‘Sooner or later innocent people are going to get killed, and Mandela will lose his moral high ground.’
‘It is our policy that there will be no loss of human life.’
Our policy? Jesus, that worried him. ‘Patti, you aren’t involved in any of this, are you?’
‘Of course not, I mean it’s ANC policy, made loud and clear at the start of the armed struggle. Mandela is a very principled man.’
‘Yeah, but how principled are all his boys scattered across the country? How long before one acts on his own initiative and blows up a crowded railway station? Mandela may be smart, but he can’t be everywhere at once keeping his hitmen under control.’

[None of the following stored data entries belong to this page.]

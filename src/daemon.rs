//! Service startup and lifetime.
//!
//! `Daemon::initialize` runs the startup sequence:
//! 1. Builds the logging handle from config
//! 2. Loads the scaler and both classifiers (any failure is fatal)
//! 3. Opens the reading/prediction store (PostgreSQL or in-memory)
//! 4. Wires everything into a `FloodPipeline`
//!
//! `Daemon::run` then serves the HTTP API until the process exits.

use std::error::Error;
use std::sync::Arc;
use tracing::{error, info, warn};

use crate::clock::{Clock, SystemClock};
use crate::config::ServiceConfig;
use crate::endpoint;
use crate::inference::orchestrator::ModelBundle;
use crate::pipeline::FloodPipeline;
use crate::store::{MemoryStore, PgStoreProvider, StoreProvider};
use crate::telemetry::Telemetry;

// ---------------------------------------------------------------------------
// Configuration
// ---------------------------------------------------------------------------

/// Where readings and predictions are kept.
#[derive(Debug, Clone, Copy, PartialEq, Eq)]
pub enum StoreBackend {
    /// `flopred` schema in the database named by DATABASE_URL.
    Postgres,
    /// Process-local store; contents are lost on exit.
    Memory,
}

// ---------------------------------------------------------------------------
// Daemon State
// ---------------------------------------------------------------------------

pub struct Daemon {
    config: ServiceConfig,
    backend: StoreBackend,
    telemetry: Telemetry,
    clock: Arc<dyn Clock>,
    pipeline: Option<Arc<FloodPipeline>>,
}

impl Daemon {
    /// Create a daemon whose logging follows `config.logging`.
    pub fn new(config: ServiceConfig, backend: StoreBackend) -> Self {
        let telemetry = Telemetry::from_config(&config.logging);
        Self::with_telemetry(config, backend, telemetry)
    }

    pub fn with_telemetry(
        config: ServiceConfig,
        backend: StoreBackend,
        telemetry: Telemetry,
    ) -> Self {
        Self {
            config,
            backend,
            telemetry,
            clock: Arc::new(SystemClock),
            pipeline: None,
        }
    }

    pub fn config(&self) -> &ServiceConfig {
        &self.config
    }

    pub fn telemetry(&self) -> &Telemetry {
        &self.telemetry
    }

    /// The pipeline, once `initialize` has succeeded.
    pub fn pipeline(&self) -> Option<&Arc<FloodPipeline>> {
        self.pipeline.as_ref()
    }

    /// Load artifacts and open the store.
    pub fn initialize(&mut self) -> Result<(), Box<dyn Error>> {
        let telemetry = self.telemetry.clone();
        telemetry.scope(|| self.initialize_inner())
    }

    fn initialize_inner(&mut self) -> Result<(), Box<dyn Error>> {
        let bundle = ModelBundle::load(&self.config.artifacts).inspect_err(|e| {
            error!(error = %e, "Failed to load models; refusing to start");
        })?;
        info!(
            scaler = bundle.scaler.version(),
            classifier_24h = bundle.classifier_24.version(),
            classifier_48h = bundle.classifier_48.version(),
            "Model bundle ready"
        );

        let store: Arc<dyn StoreProvider> = match self.backend {
            StoreBackend::Postgres => {
                let provider = PgStoreProvider::from_env()?;
                info!("Connected to PostgreSQL store");
                Arc::new(provider)
            }
            StoreBackend::Memory => {
                warn!("Using in-memory store; data is lost on exit");
                Arc::new(MemoryStore::new())
            }
        };

        let pipeline = FloodPipeline::new(
            Arc::new(bundle),
            store,
            Arc::clone(&self.clock),
            self.config.pipeline.clone(),
            self.telemetry.clone(),
        );
        info!(
            window_length = pipeline.config().window_length,
            short_window_policy = ?pipeline.config().short_window_policy,
            duplicate_timestamp_policy = ?pipeline.config().duplicate_timestamp_policy,
            "Pipeline initialized"
        );

        self.pipeline = Some(Arc::new(pipeline));
        Ok(())
    }

    /// Serve the HTTP API (blocks).
    pub fn run(&self) -> Result<(), Box<dyn Error>> {
        let pipeline = self.pipeline.as_ref().ok_or("Daemon not initialized")?;
        endpoint::start_endpoint_server(Arc::clone(pipeline), self.config.endpoint.clone())?;
        Ok(())
    }
}

// ---------------------------------------------------------------------------
// Tests
// ---------------------------------------------------------------------------
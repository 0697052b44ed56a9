//! Wall-clock abstraction for assigning epoch-second timestamps.

use chrono::Utc;
use std::sync::Arc;
use std::sync::atomic::{AtomicI64, Ordering};

/// Source of epoch-second timestamps for readings and predictions.
pub trait Clock: Send + Sync {
    fn now_epoch(&self) -> i64;
}

/// Real-time clock backed by `chrono::Utc`.
#[derive(Debug, Default, Clone, Copy)]
pub struct SystemClock;

impl Clock for SystemClock {
    fn now_epoch(&self) -> i64 {
        Utc::now().timestamp()
    }
}

/// Deterministic clock whose time only moves when told to.
///
/// `step` seconds are added after every read, so a step of 0 keeps the
/// clock frozen and a step of 1 hands out consecutive seconds.
#[derive(Debug, Clone)]
pub struct ManualClock {
    now: Arc<AtomicI64>,
    step: i64,
}

impl ManualClock {
    pub fn frozen(at: i64) -> Self {
        Self {
            now: Arc::new(AtomicI64::new(at)),
            step: 0,
        }
    }

    pub fn ticking(start: i64, step: i64) -> Self {
        Self {
            now: Arc::new(AtomicI64::new(start)),
            step,
        }
    }

    pub fn set(&self, at: i64) {
        self.now.store(at, Ordering::SeqCst);
    }

    pub fn advance(&self, seconds: i64) {
        self.now.fetch_add(seconds, Ordering::SeqCst);
    }
}

impl Clock for ManualClock {
    fn now_epoch(&self) -> i64 {
        self.now.fetch_add(self.step, Ordering::SeqCst)
    }
}

#[cfg(test)]
mod tests {
    use super::*;

    #[test]
    fn test_frozen_clock_does_not_move() {
        let clock = ManualClock::frozen(100);
        assert_eq!(clock.now_epoch(), 100);
        assert_eq!(clock.now_epoch(), 100);
        clock.advance(5);
        assert_eq!(clock.now_epoch(), 105);
    }

    #[test]
    fn test_ticking_clock_hands_out_consecutive_seconds() {
        let clock = ManualClock::ticking(10, 1);
        assert_eq!(clock.now_epoch(), 10);
        assert_eq!(clock.now_epoch(), 11);
        clock.set(50);
        assert_eq!(clock.now_epoch(), 50);
    }

    #[test]
    fn test_system_clock_is_after_2020() {
        assert!(SystemClock.now_epoch() > 1_577_836_800);
    }
}
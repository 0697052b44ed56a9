//! Injectable logging handle.
//!
//! Library code never installs a process-wide subscriber. Components receive
//! a `Telemetry` and run their work inside `Telemetry::scope`, which makes
//! the wrapped dispatch the default for the current thread for the duration
//! of the call.

use tracing::Dispatch;
use tracing::dispatcher;
use tracing_subscriber::EnvFilter;

use crate::config::LoggingConfig;

#[derive(Clone)]
pub struct Telemetry {
    dispatch: Dispatch,
}

impl Telemetry {
    pub fn new(dispatch: Dispatch) -> Self {
        Self { dispatch }
    }

    /// Builds a fmt subscriber from config. `RUST_LOG` wins over
    /// `logging.filter` when set.
    pub fn from_config(config: &LoggingConfig) -> Self {
        Self::new(build_dispatch(config))
    }

    /// Discards every event.
    pub fn silent() -> Self {
        Self::new(Dispatch::none())
    }

    /// Whatever dispatch is current on this thread.
    pub fn current() -> Self {
        Self::new(dispatcher::get_default(|d| d.clone()))
    }

    pub fn dispatch(&self) -> &Dispatch {
        &self.dispatch
    }

    /// Runs `f` with this telemetry as the thread's default dispatch.
    pub fn scope<T>(&self, f: impl FnOnce() -> T) -> T {
        dispatcher::with_default(&self.dispatch, f)
    }
}

impl std::fmt::Debug for Telemetry {
    fn fmt(&self, f: &mut std::fmt::Formatter<'_>) -> std::fmt::Result {
        f.debug_struct("Telemetry").finish_non_exhaustive()
    }
}

/// Constructs the service subscriber without installing it.
pub fn build_dispatch(config: &LoggingConfig) -> Dispatch {
    let filter = EnvFilter::try_from_default_env()
        .unwrap_or_else(|_| EnvFilter::new(&config.filter));

    if config.json {
        Dispatch::new(
            tracing_subscriber::fmt()
                .json()
                .with_env_filter(filter)
                .finish(),
        )
    } else {
        Dispatch::new(
            tracing_subscriber::fmt()
                .with_env_filter(filter)
                .with_target(true)
                .finish(),
        )
    }
}

#[cfg(test)]
mod tests {
    use super::*;

    #[test]
    fn test_scope_returns_closure_value() {
        let telemetry = Telemetry::silent();
        let value = telemetry.scope(|| {
            tracing::info!("swallowed");
            42
        });
        assert_eq!(value, 42);
    }

    #[test]
    fn test_scope_sets_default_dispatch() {
        let telemetry = Telemetry::from_config(&LoggingConfig::default());
        let inner = telemetry.scope(Telemetry::current);
        assert!(!inner.dispatch().is::<tracing::subscriber::NoSubscriber>());

        let silent = Telemetry::silent().scope(Telemetry::current);
        assert!(silent.dispatch().is::<tracing::subscriber::NoSubscriber>());
    }
}
//! In-process time-series store.
//!
//! Backs the integration tests and `--memory-store` runs. Rows live in
//! `BTreeMap`s keyed by timestamp, so ordering matches the PostgreSQL store.
//! Handles share state through an `Arc<Mutex<_>>`; the store counts open
//! handles so tests can check that every code path releases its handle.

use std::collections::{BTreeMap, HashSet};
use std::sync::{Arc, Mutex, MutexGuard};

use super::{
    LIVE_DATASET, OP_APPEND_PREDICTION, OP_APPEND_READING, OP_READ_LAST_PREDICTIONS,
    OP_READ_LAST_READINGS, OP_READ_PREDICTION_RANGE, OP_READ_READINGS_BEFORE,
    OP_READ_READING_RANGE, PREDICTIONS, StoreProvider, TimeSeriesStore,
};
use crate::config::DuplicatePolicy;
use crate::error::StoreError;
use crate::model::{PredictionRecord, SensorReading};

#[derive(Debug, Default)]
struct Inner {
    readings: BTreeMap<i64, SensorReading>,
    predictions: BTreeMap<i64, PredictionRecord>,
    failing: HashSet<&'static str>,
    fail_acquire: bool,
    open_handles: usize,
    acquired: usize,
    writes: usize,
}

/// Shared in-memory store. Cloning yields another view of the same data.
#[derive(Debug, Clone, Default)]
pub struct MemoryStore {
    inner: Arc<Mutex<Inner>>,
}

impl MemoryStore {
    pub fn new() -> Self {
        Self::default()
    }

    fn lock(&self) -> MutexGuard<'_, Inner> {
        // A panic while holding the lock leaves plain data behind; keep going.
        self.inner.lock().unwrap_or_else(|poisoned| poisoned.into_inner())
    }

    /// Seeds readings directly, bypassing policies and failure injection.
    pub fn seed_readings(&self, readings: impl IntoIterator<Item = SensorReading>) {
        let mut inner = self.lock();
        for reading in readings {
            inner.readings.insert(reading.timestamp, reading);
        }
    }

    /// Makes the named operation fail on every later call.
    pub fn fail_operation(&self, operation: &'static str) {
        self.lock().failing.insert(operation);
    }

    /// Makes `acquire` fail as if the store were unreachable.
    pub fn fail_acquire(&self, fail: bool) {
        self.lock().fail_acquire = fail;
    }

    pub fn reading_count(&self) -> usize {
        self.lock().readings.len()
    }

    pub fn prediction_count(&self) -> usize {
        self.lock().predictions.len()
    }

    /// Successful writes across both keyspaces.
    pub fn write_count(&self) -> usize {
        self.lock().writes
    }

    /// Handles acquired over the store's lifetime.
    pub fn acquire_count(&self) -> usize {
        self.lock().acquired
    }

    /// Handles acquired and not yet dropped.
    pub fn open_handles(&self) -> usize {
        self.lock().open_handles
    }
}

impl StoreProvider for MemoryStore {
    fn acquire(&self) -> Result<Box<dyn TimeSeriesStore>, StoreError> {
        let mut inner = self.lock();
        if inner.fail_acquire {
            return Err(StoreError::Connection("memory store marked unreachable".into()));
        }
        inner.open_handles += 1;
        inner.acquired += 1;
        drop(inner);

        Ok(Box::new(MemoryHandle {
            store: self.clone(),
        }))
    }
}

/// Scoped handle onto a `MemoryStore`.
struct MemoryHandle {
    store: MemoryStore,
}

impl MemoryHandle {
    fn check(inner: &Inner, operation: &'static str) -> Result<(), StoreError> {
        if inner.failing.contains(operation) {
            return Err(StoreError::operation(operation, "injected failure"));
        }
        Ok(())
    }
}

impl Drop for MemoryHandle {
    fn drop(&mut self) {
        let mut inner = self.store.lock();
        inner.open_handles = inner.open_handles.saturating_sub(1);
    }
}

fn insert_row<T>(
    rows: &mut BTreeMap<i64, T>,
    table: &'static str,
    timestamp: i64,
    row: T,
    policy: DuplicatePolicy,
) -> Result<(), StoreError> {
    if policy == DuplicatePolicy::Reject && rows.contains_key(&timestamp) {
        return Err(StoreError::DuplicateKey { table, timestamp });
    }
    rows.insert(timestamp, row);
    Ok(())
}

fn last_n<T: Copy>(rows: &BTreeMap<i64, T>, n: usize) -> Vec<T> {
    let mut out: Vec<T> = rows.values().rev().take(n).copied().collect();
    out.reverse();
    out
}

fn between<T: Copy>(rows: &BTreeMap<i64, T>, start: i64, end: i64) -> Vec<T> {
    if start > end {
        return Vec::new();
    }
    rows.range(start..=end).map(|(_, row)| *row).collect()
}

impl TimeSeriesStore for MemoryHandle {
    fn append_reading(
        &mut self,
        reading: &SensorReading,
        policy: DuplicatePolicy,
    ) -> Result<(), StoreError> {
        let mut inner = self.store.lock();
        Self::check(&inner, OP_APPEND_READING)?;
        insert_row(&mut inner.readings, LIVE_DATASET, reading.timestamp, *reading, policy)?;
        inner.writes += 1;
        Ok(())
    }

    fn append_prediction(
        &mut self,
        record: &PredictionRecord,
        policy: DuplicatePolicy,
    ) -> Result<(), StoreError> {
        let mut inner = self.store.lock();
        Self::check(&inner, OP_APPEND_PREDICTION)?;
        insert_row(&mut inner.predictions, PREDICTIONS, record.timestamp, *record, policy)?;
        inner.writes += 1;
        Ok(())
    }

    fn last_readings(&mut self, n: usize) -> Result<Vec<SensorReading>, StoreError> {
        let inner = self.store.lock();
        Self::check(&inner, OP_READ_LAST_READINGS)?;
        Ok(last_n(&inner.readings, n))
    }

    fn readings_before(
        &mut self,
        before: i64,
        n: usize,
    ) -> Result<Vec<SensorReading>, StoreError> {
        let inner = self.store.lock();
        Self::check(&inner, OP_READ_READINGS_BEFORE)?;
        let mut out: Vec<SensorReading> =
            inner.readings.range(..before).rev().take(n).map(|(_, row)| *row).collect();
        out.reverse();
        Ok(out)
    }

    fn last_predictions(&mut self, n: usize) -> Result<Vec<PredictionRecord>, StoreError> {
        let inner = self.store.lock();
        Self::check(&inner, OP_READ_LAST_PREDICTIONS)?;
        Ok(last_n(&inner.predictions, n))
    }

    fn readings_between(&mut self, start: i64, end: i64) -> Result<Vec<SensorReading>, StoreError> {
        let inner = self.store.lock();
        Self::check(&inner, OP_READ_READING_RANGE)?;
        Ok(between(&inner.readings, start, end))
    }

    fn predictions_between(
        &mut self,
        start: i64,
        end: i64,
    ) -> Result<Vec<PredictionRecord>, StoreError> {
        let inner = self.store.lock();
        Self::check(&inner, OP_READ_PREDICTION_RANGE)?;
        Ok(between(&inner.predictions, start, end))
    }
}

‘“Hitmen”,’ she said quietly, ‘is hardly the right word for freedom fighters. However, yes – there is a risk that life will be taken, arid I agree that’s regrettable, and it’s our policy to avoid it. But history is full of human life being taken in the struggle for freedom, Luke – it’s sad, but sometimes it’s a risk that has to be taken. Good God, how many lives are the Americans taking every day in Vietnam, as we speak? How many lives did the British take in establishing their empire? How many lives of Aborigines did the Australians take? How many Maoris were slaughtered in New Zealand? Red Indians in America? Who started the barbaric custom of scalping in America? Not the Indians, but the white settlers, to claim a bounty from the government for every Indian they killed. How many lives did Castro have to take in Cuba?’ (Oh Jesus, it worried him that she saw nothing wrong with communism.) ‘God, how many people did the South African police shoot at Sharpeville? The history of freedom is soaked in blood. This country’s history is soaked in blood. So don’t expect “us” to be too squeamish about the risk of a little more blood – regrettable though that is.’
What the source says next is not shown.